Records from a collection
______

//! Field descriptors and the per-bundle text field cache.

use std::{
    collections::HashMap,
    sync::{Arc, Mutex, MutexGuard, PoisonError},
};

use sar_config::FieldSettings;
use serde::{Deserialize, Serialize};
use tracing::debug;

/// Cardinality of a field that holds any number of values.
pub const CARDINALITY_UNLIMITED: i32 = -1;

/// Describes one field of a content item, as supplied by the host.
#[derive(Debug, Clone, PartialEq, Eq, Serialize, Deserialize)]
pub struct FieldDescriptor {
    /// Machine name of the field.
    pub name: String,
    /// Storage type, such as `text_long` or `string`.
    #[serde(rename = "type", default)]
    pub field_type: String,
    /// Maximum number of values; [`CARDINALITY_UNLIMITED`] for no limit.
    #[serde(default = "single_value")]
    pub cardinality: i32,
}

/// Default cardinality.
fn single_value() -> i32 {
    1
}

impl FieldDescriptor {
    /// Creates a single-value descriptor.
    pub fn new(name: impl Into<String>, field_type: impl Into<String>) -> Self {
        Self {
            name: name.into(),
            field_type: field_type.into(),
            cardinality: 1,
        }
    }

    /// Returns a copy with the given cardinality.
    #[must_use]
    pub fn with_cardinality(mut self, cardinality: i32) -> Self {
        self.cardinality = cardinality;
        self
    }

    /// Returns true if the field holds text that search-and-replace applies to.
    pub fn is_text_like(&self, settings: &FieldSettings) -> bool {
        settings.is_text_field(&self.name, &self.field_type)
    }

    /// Returns true if the field holds exactly one value.
    pub fn is_single_value(&self) -> bool {
        self.cardinality == 1
    }
}

/// Caches the text-like fields of each bundle.
///
/// A bundle's fields are computed on first use and shared afterwards. Two threads
/// missing at once both compute the list; the results are identical.
#[derive(Debug, Default)]
pub struct TextFieldCache {
    /// Bundle name to its text-like fields, in host order.
    entries: Mutex<HashMap<String, Arc<[FieldDescriptor]>>>,
}

impl TextFieldCache {
    /// Creates an empty cache.
    pub fn new() -> Self {
        Self::default()
    }

    /// Returns the text-like fields of `bundle`, computing them from `fields` on a miss.
    pub fn text_fields<'a, I>(
        &self,
        bundle: &str,
        fields: I,
        settings: &FieldSettings,
    ) -> Arc<[FieldDescriptor]>
    where
        I: IntoIterator<Item = &'a FieldDescriptor>,
    {
        if let Some(cached) = self.lock().get(bundle) {
            return Arc::clone(cached);
        }

        let computed: Arc<[FieldDescriptor]> = fields
            .into_iter()
            .filter(|field| field.is_text_like(settings))
            .cloned()
            .collect();
        debug!(bundle, count = computed.len(), "cached text fields");

        Arc::clone(
            self.lock()
                .entry(bundle.to_string())
                .or_insert(computed),
        )
    }

    /// Returns the number of cached bundles.
    pub fn len(&self) -> usize {
        self.lock().len()
    }

    /// Returns true if no bundle is cached.
    pub fn is_empty(&self) -> bool {
        self.lock().is_empty()
    }

    /// Drops every cached bundle.
    pub fn clear(&self) {
        self.lock().clear();
    }

    /// Locks the map. A panic while holding the lock leaves it usable.
    fn lock(&self) -> MutexGuard<'_, HashMap<String, Arc<[FieldDescriptor]>>> {
        self.entries.lock().unwrap_or_else(PoisonError::into_inner)
    }
}

#[cfg(test)]
mod tests {
    use std::thread;

    use super::*;

    /// A bundle with no fields.
    const NONE: &[FieldDescriptor] = &[];

    fn article() -> Vec<FieldDescriptor> {
        vec![
            FieldDescriptor::new("title", "string"),
            FieldDescriptor::new("body", "text_with_summary"),
            FieldDescriptor::new("field_tags", "entity_reference")
                .with_cardinality(CARDINALITY_UNLIMITED),
            FieldDescriptor::new("field_note", "text_long"),
            FieldDescriptor::new("uid", "entity_reference"),
        ]
    }

    #[test]
    fn classifies_text_fields() {
        let settings = FieldSettings::default();
        let names: Vec<_> = article()
            .into_iter()
            .filter(|f| f.is_text_like(&settings))
            .map(|f| f.name)
            .collect();
        assert_eq!(names, vec!["title", "body", "field_note"]);
    }

    #[test]
    fn cache_fills_once_per_bundle() {
        let cache = TextFieldCache::new();
        let settings = FieldSettings::default();
        let fields = article();

        let first = cache.text_fields("article", &fields, &settings);
        assert_eq!(first.len(), 3);

        // A hit ignores the supplied fields.
        let second = cache.text_fields("article", NONE, &settings);
        assert!(Arc::ptr_eq(&first, &second));
        assert_eq!(cache.len(), 1);

        let page = cache.text_fields("page", NONE, &settings);
        assert!(page.is_empty());
        assert_eq!(cache.len(), 2);

        cache.clear();
        assert!(cache.is_empty());
    }

    #[test]
    fn concurrent_lookups_share_one_entry() {
        let cache = TextFieldCache::new();
        let settings = FieldSettings::default();
        let fields = article();

        let results: Vec<_> = thread::scope(|scope| {
            let handles: Vec<_> = (0..8)
                .map(|_| scope.spawn(|| cache.text_fields("article", &fields, &settings)))
                .collect();
            handles.into_iter().map(|h| h.join().unwrap()).collect()
        });

        assert_eq!(cache.len(), 1);
        let stored = cache.text_fields("article", NONE, &settings);
        for result in &results {
            assert!(Arc::ptr_eq(result, &stored));
        }
        let names: Vec<_> = stored.iter().map(|f| f.name.as_str()).collect();
        assert_eq!(names, vec!["title", "body", "field_note"]);
    }

    #[test]
    fn descriptor_defaults_from_json() {
        let field: FieldDescriptor = serde_json::from_str(r#"{"name": "body"}"#).unwrap();
        assert_eq!(field.cardinality, 1);
        assert_eq!(field.field_type, "");
        assert!(field.is_single_value());

        let field: FieldDescriptor =
            serde_json::from_str(r#"{"name": "field_x", "type": "text", "cardinality": -1}"#)
                .unwrap();
        assert_eq!(field.cardinality, CARDINALITY_UNLIMITED);
        assert!(!field.is_single_value());
    }

    #[test]
    fn cache_is_shareable() {
        fn assert_send_sync<T: Send + Sync>() {}
        assert_send_sync::<TextFieldCache>();
    }
}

______

**TASK BRIEF**
Output each entry exactly as written, leaving none out.

**SOLUTION FOR THIS TASK**
//! Field descriptors and the per-bundle text field cache.

use std::{
    collections::HashMap,
    sync::{Arc, Mutex, MutexGuard, PoisonError},
};

use sar_config::FieldSettings;
use serde::{Deserialize, Serialize};
use tracing::debug;

/// Cardinality of a field that holds any number of values.
pub const CARDINALITY_UNLIMITED: i32 = -1;

/// Describes one field of a content item, as supplied by the host.
#[derive(Debug, Clone, PartialEq, Eq, Serialize, Deserialize)]
pub struct FieldDescriptor {
    /// Machine name of the field.
    pub name: String,
    /// Storage type, such as `text_long` or `string`.
    #[serde(rename = "type", default)]
    pub field_type: String,
    /// Maximum number of values; [`CARDINALITY_UNLIMITED`] for no limit.
    #[serde(default = "single_value")]
    pub cardinality: i32,
}

/// Default cardinality.
fn single_value() -> i32 {
    1
}

impl FieldDescriptor {
    /// Creates a single-value descriptor.
    pub fn new(name: impl Into<String>, field_type: impl Into<String>) -> Self {
        Self {
            name: name.into(),
            field_type: field_type.into(),
            cardinality: 1,
        }
    }

    /// Returns a copy with the given cardinality.
    #[must_use]
    pub fn with_cardinality(mut self, cardinality: i32) -> Self {
        self.cardinality = cardinality;
        self
    }

    /// Returns true if the field holds text that search-and-replace applies to.
    pub fn is_text_like(&self, settings: &FieldSettings) -> bool {
        settings.is_text_field(&self.name, &self.field_type)
    }

    /// Returns true if the field holds exactly one value.
    pub fn is_single_value(&self) -> bool {
        self.cardinality == 1
    }
}

/// Caches the text-like fields of each bundle.
///
/// A bundle's fields are computed on first use and shared afterwards. Two threads
/// missing at once both compute the list; the results are identical.
#[derive(Debug, Default)]
pub struct TextFieldCache {
    /// Bundle name to its text-like fields, in host order.
    entries: Mutex<HashMap<String, Arc<[FieldDescriptor]>>>,
}

impl TextFieldCache {
    /// Creates an empty cache.
    pub fn new() -> Self {
        Self::default()
    }

    /// Returns the text-like fields of `bundle`, computing them from `fields` on a miss.
    pub fn text_fields<'a, I>(
        &self,
        bundle: &str,
        fields: I,
        settings: &FieldSettings,
    ) -> Arc<[FieldDescriptor]>
    where
        I: IntoIterator<Item = &'a FieldDescriptor>,
    {
        if let Some(cached) = self.lock().get(bundle) {
            return Arc::clone(cached);
        }

        let computed: Arc<[FieldDescriptor]> = fields
            .into_iter()
            .filter(|field| field.is_text_like(settings))
            .cloned()
            .collect();
        debug!(bundle, count = computed.len(), "cached text fields");

        Arc::clone(
            self.lock()
                .entry(bundle.to_string())
                .or_insert(computed),
        )
    }

    /// Returns the number of cached bundles.
    pub fn len(&self) -> usize {
        self.lock().len()
    }

    /// Returns true if no bundle is cached.
    pub fn is_empty(&self) -> bool {
        self.lock().is_empty()
    }

    /// Drops every cached bundle.
    pub fn clear(&self) {
        self.lock().clear();
    }

    /// Locks the map. A panic while holding the lock leaves it usable.
    fn lock(&self) -> MutexGuard<'_, HashMap<String, Arc<[FieldDescriptor]>>> {
        self.entries.lock().unwrap_or_else(PoisonError::into_inner)
    }
}

#[cfg(test)]
mod tests {
    use std::thread;

    use super::*;

    /// A bundle with no fields.
    const NONE: &[FieldDescriptor] = &[];

    fn article() -> Vec<FieldDescriptor> {
        vec![
            FieldDescriptor::new("title", "string"),
            FieldDescriptor::new("body", "text_with_summary"),
            FieldDescriptor::new("field_tags", "entity_reference")
                .with_cardinality(CARDINALITY_UNLIMITED),
            FieldDescriptor::new("field_note", "text_long"),
            FieldDescriptor::new("uid", "entity_reference"),
        ]
    }

    #[test]
    fn classifies_text_fields() {
        let settings = FieldSettings::default();
        let names: Vec<_> = article()
            .into_iter()
            .filter(|f| f.is_text_like(&settings))
            .map(|f| f.name)
            .collect();
        assert_eq!(names, vec!["title", "body", "field_note"]);
    }

    #[test]
    fn cache_fills_once_per_bundle() {
        let cache = TextFieldCache::new();
        let settings = FieldSettings::default();
        let fields = article();

        let first = cache.text_fields("article", &fields, &settings);
        assert_eq!(first.len(), 3);

        // A hit ignores the supplied fields.
        let second = cache.text_fields("article", NONE, &settings);
        assert!(Arc::ptr_eq(&first, &second));
        assert_eq!(cache.len(), 1);

        let page = cache.text_fields("page", NONE, &settings);
        assert!(page.is_empty());
        assert_eq!(cache.len(), 2);

        cache.clear();
        assert!(cache.is_empty());
    }

    #[test]
    fn concurrent_lookups_share_one_entry() {
        let cache = TextFieldCache::new();
        let settings = FieldSettings::default();
        let fields = article();

        let results: Vec<_> = thread::scope(|scope| {
            let handles: Vec<_> = (0..8)
                .map(|_| scope.spawn(|| cache.text_fields("article", &fields, &settings)))
                .collect();
            handles.into_iter().map(|h| h.join().unwrap()).collect()
        });

        assert_eq!(cache.len(), 1);
        let stored = cache.text_fields("article", NONE, &settings);
        for result in &results {
            assert!(Arc::ptr_eq(result, &stored));
        }
        let names: Vec<_> = stored.iter().map(|f| f.name.as_str()).collect();
        assert_eq!(names, vec!["title", "body", "field_note"]);
    }

    #[test]
    fn descriptor_defaults_from_json() {
        let field: FieldDescriptor = serde_json::from_str(r#"{"name": "body"}"#).unwrap();
        assert_eq!(field.cardinality, 1);
        assert_eq!(field.field_type, "");
        assert!(field.is_single_value());

        let field: FieldDescriptor =
            serde_json::from_str(r#"{"name": "field_x", "type": "text", "cardinality": -1}"#)
                .unwrap();
        assert_eq!(field.cardinality, CARDINALITY_UNLIMITED);
        assert!(!field.is_single_value());
    }

    #[test]
    fn cache_is_shareable() {
        fn assert_send_sync<T: Send + Sync>() {}
        assert_send_sync::<TextFieldCache>();
    }
}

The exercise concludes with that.